Credit: Eki Uzamere
Juniors craft and perform personal speeches
Public speaking can be an overwhelming fear, but, done right, it has the potential to be unbelievably rewarding. On First Friday, juniors were split into eight-person groups, meeting in various locations over campus. They wrote, rehearsed, and produced speeches. After performing them once in their small group, each group voted on the one they believed most valuable to be performed in the Performing Arts Center.
The selected students performed their speeches in front of the entire junior class. Not only did they avoid scar-tissue embarrassment and face the world’s biggest fear, they grasped the art of it all, gesturing across the stage, inflecting their voices, pausing for comedic effect, and taking control of the PAC’s shadowy platform as seasoned performers would have.
It was an anxiety-ridden task, but the juniors mastered it and had real fun. At one point, Thomas Bosco dragged a chair to the center of the stage and told a joke about a moth at the podiatrist’s office which absolutely killed.

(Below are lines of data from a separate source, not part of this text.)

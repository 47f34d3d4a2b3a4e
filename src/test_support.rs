//! Test utilities shared across the crate.
//!
//! This module is only compiled during tests (`#[cfg(test)]`).

use std::cell::Cell;
use std::rc::Rc;

use crate::core::geometry::Bounds;
use crate::core::registry::FocusDescriptor;

/// A descriptor with fixed geometry.
pub fn fixed(id: &str, x: i32, y: i32, w: i32, h: i32) -> FocusDescriptor {
    let bounds = Bounds::new(x, y, w, h);
    FocusDescriptor::new(id, move || bounds)
}

/// A descriptor whose geometry can be moved after registration.
pub fn movable(id: &str, initial: Bounds) -> (FocusDescriptor, Rc<Cell<Bounds>>) {
    let slot = Rc::new(Cell::new(initial));
    let reader = Rc::clone(&slot);
    (FocusDescriptor::new(id, move || reader.get()), slot)
}

/// Counts invocations of the exit capability.
#[derive(Clone, Default)]
pub struct ExitCounter {
    count: Rc<Cell<usize>>,
}

impl ExitCounter {
    pub fn new() -> Self {
        Self::default()
    }

    pub fn handler(&self) -> impl FnMut() + 'static {
        let count = Rc::clone(&self.count);
        move || count.set(count.get() + 1)
    }

    pub fn count(&self) -> usize {
        self.count.get()
    }
}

Rarely do teenagers look forward to public speaking, so no one was expecting such fun from a day like Junior Speech day, riddled with nerves. But nonetheless, First Friday for the juniors was jam-packed with hilarious moments, meaningful speeches, and an informative morning lesson, during which the guest speaker Ryan Ruocco, a sportscaster for ESPN, exchanged fantasy football tips with some lucky audience members and dished on which celebrity athletes were the nicest to talk to. It was a highlight of the day! But the real fun was in watching the juniors perform a diverse selection of speeches—each one more riveting than the next.